“Si está bien, si es tan fácil, ¿por qué duele así por dentro?” Arranca con esta cita (tomada de la banda de música Los Planetas,) Arena, la tercera novela del malagueño Miguel Ángel Oeste (Málaga, 1973), colaborador cultural, guionista de documentales y autor de otros dos títulos narrativos, Babby Logan (2011) y Far Leys (2014) nada desdeñables. “Si todo va tan bien, si todo es tan sencillo, —seguiría la letra de esta canción— ¿por qué este vacío que siento?”. Pues sí, de esto trata su propuesta narrativa, de las paradojas implícitas en las experiencias que moldean, hieren y sellan la creación de una identidad propia.
En este sentido, retoma su autor el retrato generacional ofrecido en su primera novela y nos devuelve al verano sureño de adolescentes de los ochenta, persiguiendo olas y abismos vislumbrados entre alcohol, drogas y sexo. Uno de esos veranos sirve de marco temporal a lo que aquí se cuenta, aunque el saldo emocional de esta historia (dolor y vacío) tiene mayor calado, y es otro el modo de explorar con hondura el coste de lo vivido, cuando tarda en atisbarse la causa de daños difícilmente reparables.
Este relato lo ocupa la voz de Bruno. Es su narración, su vivencia de escenas en un paisaje de infancia al que sigue anclado: su madre (su mayor secreto), su padre, nombrado siempre con angustia. Bruno buscándose en su pasado, en la turbación que le aplasta desde que era niño, “los recuerdos transpiran, sin parar, a todas horas”. Sus obsesiones son recurrentes, ocupan el centro de un discurso esmerado, un modo de narrar nutrido de imágenes que exploran los efectos sinestésicos de lo sentido, montado sobre elipsis que desplazan el orden lineal de la acción: un fin de semana al límite, de calor aplastante, con los amigos, El Manco, el Bocina, Pipo. No es una trama al uso. Todo lo impregna un estado de “ánimo infecto” que, en sus palabras, “fue el causante de todo”, el que le desgarró en dos mitades de las que no logra recomponerse, de las que salió la voz que impulsa el relato.

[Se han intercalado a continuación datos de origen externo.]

use core::fmt::{self, Write};

use heapless::String;

use crate::constants::PAYLOAD_MAX_LEN;
use crate::sensors::Reading;

/// Formats a reading as the JSON document published to the broker:
///
/// ```text
/// {"device_id": "dev1", "temperature": 21.50, "humidity": 55.25}
/// ```
pub fn format_payload(
    device_id: &str,
    reading: &Reading,
) -> Result<String<PAYLOAD_MAX_LEN>, fmt::Error> {
    let mut payload = String::new();
    payload.write_str("{\"device_id\": \"")?;
    write_escaped(&mut payload, device_id)?;
    write!(
        payload,
        "\", \"temperature\": {:.2}, \"humidity\": {:.2}}}",
        reading.temperature_c, reading.humidity_pct
    )?;
    Ok(payload)
}

fn write_escaped(out: &mut impl Write, value: &str) -> fmt::Result {
    for c in value.chars() {
        match c {
            '"' => out.write_str("\\\"")?,
            '\\' => out.write_str("\\\\")?,
            c if (c as u32) < 0x20 => write!(out, "\\u{:04x}", c as u32)?,
            c => out.write_char(c)?,
        }
    }
    Ok(())
}
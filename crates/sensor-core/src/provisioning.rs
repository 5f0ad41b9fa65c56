//! Boot-time provisioning: decides between joining the stored network and
//! opening the configuration portal, and persists what the operator enters.

use embedded_hal::digital::InputPin;
use embedded_hal_async::delay::DelayNs;
use embedded_storage::nor_flash::NorFlash;
use log::{error, info, warn};

use crate::config::{DeviceConfig, WifiCredentials};
use crate::constants::TRIGGER_DEBOUNCE_MS;
use crate::portal::{Portal, PortalError, Submission};
use crate::store::ConfigStore;

/// Joins a known network in station mode.
pub trait Network {
    async fn join(&mut self, credentials: &WifiCredentials) -> bool;
}

/// State of the provisioning trigger button, sampled once at boot.
#[derive(Debug, Clone, Copy, PartialEq, Eq)]
pub enum Trigger {
    Held,
    Released,
}

/// Reads an active-low button. A pin that cannot be read counts as released.
pub fn sample_trigger<P: InputPin>(pin: &mut P) -> Trigger {
    match pin.is_low() {
        Ok(true) => Trigger::Held,
        _ => Trigger::Released,
    }
}

/// What the caller must do once provisioning is over.
#[derive(Debug, Clone, Copy, PartialEq, Eq)]
pub enum BootAction {
    /// The station is joined, carry on with the publish loop
    Continue,
    /// Reset the chip
    Restart,
}

#[derive(Debug, Clone, Copy, PartialEq, Eq)]
pub enum ProvisioningState {
    Idle,
    Provisioning,
    Joined,
    Failed,
}

pub struct Provisioner<W, D> {
    link: W,
    delay: D,
    state: ProvisioningState,
}

impl<W, D> Provisioner<W, D>
where
    W: Network + Portal,
    D: DelayNs,
{
    pub fn new(link: W, delay: D) -> Self {
        Self {
            link,
            delay,
            state: ProvisioningState::Idle,
        }
    }

    pub fn state(&self) -> ProvisioningState {
        self.state
    }

    pub fn into_inner(self) -> W {
        self.link
    }

    /// Runs the boot flow.
    ///
    /// A held trigger always opens the portal and restarts afterwards. With a
    /// released trigger the portal only opens when the stored network cannot
    /// be joined. `config` and `credentials` hold the submitted values when
    /// this returns.
    pub async fn run<F: NorFlash>(
        &mut self,
        trigger: Trigger,
        config: &mut DeviceConfig,
        credentials: &mut WifiCredentials,
        store: &mut ConfigStore<F>,
    ) -> BootAction {
        if trigger == Trigger::Held {
            info!("Mode button pressed during boot. Starting AP mode...");
            self.delay.delay_ms(TRIGGER_DEBOUNCE_MS).await;

            return match self.provision(config, credentials, store).await {
                Ok(()) => BootAction::Restart,
                Err(_) => self.fail(),
            };
        }

        if !credentials.is_empty() && self.link.join(credentials).await {
            self.state = ProvisioningState::Joined;
            return BootAction::Continue;
        }

        warn!("Could not join a known network, starting configuration portal");
        if self.provision(config, credentials, store).await.is_err() {
            return self.fail();
        }

        if self.link.join(credentials).await {
            self.state = ProvisioningState::Joined;
            BootAction::Continue
        } else {
            self.fail()
        }
    }

    async fn provision<F: NorFlash>(
        &mut self,
        config: &mut DeviceConfig,
        credentials: &mut WifiCredentials,
        store: &mut ConfigStore<F>,
    ) -> Result<(), PortalError> {
        self.state = ProvisioningState::Provisioning;

        let Submission {
            config: submitted,
            credentials: submitted_credentials,
        } = self
            .link
            .run(config, credentials)
            .await
            .inspect_err(|e| error!("Configuration portal failed: {:?}", e))?;

        *config = submitted;
        *credentials = submitted_credentials;

        match store.save(config) {
            Ok(()) => info!("Config saved successfully."),
            Err(_) => error!("Failed to save config."),
        }
        if store.save_credentials(credentials).is_err() {
            error!("Failed to save Wi-Fi credentials.");
        }
        config.log();

        Ok(())
    }

    fn fail(&mut self) -> BootAction {
        error!("Failed to connect to WiFi. Restarting...");
        self.state = ProvisioningState::Failed;
        BootAction::Restart
    }
}
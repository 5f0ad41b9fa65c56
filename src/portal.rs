use core::fmt::Write as _;
use core::net::{Ipv4Addr, SocketAddr, SocketAddrV4};

use edge_dhcp::{
    io::{self, DEFAULT_SERVER_PORT},
    server::{Server, ServerOptions},
};
use edge_nal::UdpBind;
use edge_nal_embassy::{Udp, UdpBuffers};
use embassy_net::{tcp::TcpSocket, Stack};
use embassy_time::{Duration, Timer};
use embedded_io_async::Write;
use heapless::String;
use log::{info, warn};

use sensor_core::portal::{
    parse_request, parse_submission, render_form, render_saved, PortalError, RequestError, Route,
    Submission,
};
use sensor_core::{DeviceConfig, WifiCredentials};

use crate::constants::*;

#[derive(Debug)]
enum Error {
    #[allow(dead_code)]
    Socket(embassy_net::tcp::Error),
    Closed,
    RequestTooLarge,
    MalformedRequest,
    PageTooLarge,
}

/// Serves the configuration form on the access point until it is submitted.
pub async fn serve(
    stack: Stack<'static>,
    config: &DeviceConfig,
    credentials: &WifiCredentials,
) -> Result<Submission, PortalError> {
    let mut rx_buffer = [0u8; RX_BUFFER_SIZE];
    let mut tx_buffer = [0u8; TX_BUFFER_SIZE];
    let mut request = [0u8; PORTAL_REQUEST_BUFFER_SIZE];

    loop {
        let mut socket = TcpSocket::new(stack, &mut rx_buffer, &mut tx_buffer);
        socket.set_timeout(Some(Duration::from_secs(SOCKET_TIMEOUT_SECS)));

        if let Err(e) = socket.accept(PORTAL_PORT).await {
            warn!("Portal accept failed: {:?}", e);
            return Err(PortalError::Network);
        }

        let outcome = handle(&mut socket, &mut request, config, credentials).await;
        socket.close();
        let _ = socket.flush().await;
        socket.abort();

        match outcome {
            Ok(Some(submission)) => {
                info!("Configuration submitted");
                return Ok(submission);
            }
            Ok(None) => {}
            Err(e) => warn!("Portal request failed: {:?}", e),
        }
    }
}

async fn handle(
    socket: &mut TcpSocket<'_>,
    buf: &mut [u8],
    config: &DeviceConfig,
    credentials: &WifiCredentials,
) -> Result<Option<Submission>, Error> {
    let mut len = 0;
    loop {
        if len == buf.len() {
            return Err(Error::RequestTooLarge);
        }
        let n = socket.read(&mut buf[len..]).await.map_err(Error::Socket)?;
        if n == 0 {
            return Err(Error::Closed);
        }
        len += n;
        match parse_request(&buf[..len]) {
            Ok(_) => break,
            Err(RequestError::Incomplete) => continue,
            Err(RequestError::Malformed) => return Err(Error::MalformedRequest),
        }
    }
    let request = parse_request(&buf[..len]).map_err(|_| Error::MalformedRequest)?;

    let mut page: String<PORTAL_PAGE_SIZE> = String::new();
    match request.route() {
        Route::Form => {
            render_form(config, credentials, &mut page).map_err(|_| Error::PageTooLarge)?;
            respond(socket, "200 OK", &page).await?;
            Ok(None)
        }
        Route::Save => {
            let submission = parse_submission(request.body, config, credentials);
            render_saved(&mut page).map_err(|_| Error::PageTooLarge)?;
            respond(socket, "200 OK", &page).await?;
            Ok(Some(submission))
        }
        Route::Redirect => {
            let mut head: String<128> = String::new();
            write!(
                head,
                "HTTP/1.1 302 Found\r\nLocation: http://{}/\r\nContent-Length: 0\r\nConnection: close\r\n\r\n",
                Ipv4Addr::from(AP_ADDRESS)
            )
            .map_err(|_| Error::PageTooLarge)?;
            socket
                .write_all(head.as_bytes())
                .await
                .map_err(Error::Socket)?;
            Ok(None)
        }
    }
}

async fn respond(socket: &mut TcpSocket<'_>, status: &str, body: &str) -> Result<(), Error> {
    let mut head: String<128> = String::new();
    write!(
        head,
        "HTTP/1.1 {}\r\nContent-Type: text/html; charset=utf-8\r\nContent-Length: {}\r\nConnection: close\r\n\r\n",
        status,
        body.len()
    )
    .map_err(|_| Error::PageTooLarge)?;

    socket
        .write_all(head.as_bytes())
        .await
        .map_err(Error::Socket)?;
    socket
        .write_all(body.as_bytes())
        .await
        .map_err(Error::Socket)?;
    socket.flush().await.map_err(Error::Socket)
}

/// Hands out addresses on the access point network.
#[embassy_executor::task]
pub async fn dhcp_task(stack: Stack<'static>, ip: Ipv4Addr) {
    let mut buf = [0u8; 1500];
    let mut gw_buf = [Ipv4Addr::UNSPECIFIED];

    let buffers = UdpBuffers::<3, 1024, 1024, 10>::new();
    let unbound_socket = Udp::new(stack, &buffers);

    loop {
        let mut bound_socket = match unbound_socket
            .bind(SocketAddr::V4(SocketAddrV4::new(
                Ipv4Addr::UNSPECIFIED,
                DEFAULT_SERVER_PORT,
            )))
            .await
        {
            Ok(socket) => socket,
            Err(e) => {
                warn!("DHCP server bind failed: {:?}", e);
                Timer::after(Duration::from_millis(500)).await;
                continue;
            }
        };

        loop {
            let _ = io::server::run(
                &mut Server::<_, 64>::new_with_et(ip),
                &ServerOptions::new(ip, Some(&mut gw_buf)),
                &mut bound_socket,
                &mut buf,
            )
            .await
            .inspect_err(|e| warn!("DHCP server error: {:?}", e));
            Timer::after(Duration::from_millis(500)).await;
        }
    }
}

'Arena' es un relato arriesgado, de zozobras y desgarros, sobre la búsqueda de la identidad
Lo que la mirada de Bruno recompone va desplazando otros elementos narrativos, el centro es su zona hostil, su estado emocional, una tristeza profunda por tantas cosas que no sabía y que solo el tiempo y la escritura le ayudarán a ir nombrando, y una culpa de la que no logra zafarse. El lector debe ser paciente: lo que lee le interesa, el estilo le atrapa, lo que cuenta le perturba. Ha de buscarle sentido, porque ahí está, no en lo que se aprecia a simple vista (jóvenes sin horizonte, verano, aburrimiento, colegas,…), sino entre los recuerdos que respaldan su voluntad de convertir en escrito lo vivido.
Uno de estos recuerdos se refiere a un hombre de su barrio, “el loco Pérez”: vivía en la calle, leía periódicos viejos y soltaba sentencias que le volaban a uno la cabeza. “Apunta lo que no quieras escribir. Lo que te resulte más difícil. Sin máscaras. Lo que te duela”, cuenta el narrador que “le escupió una vez”. Y de aquel consejo del hombre a quien nadie tenía en cuenta, acabó por tejerse este relato arriesgado, de zozobras y desgarros, sobre la difícil búsqueda de la identidad. Ahí encontrará el lector el nervio de la lectura.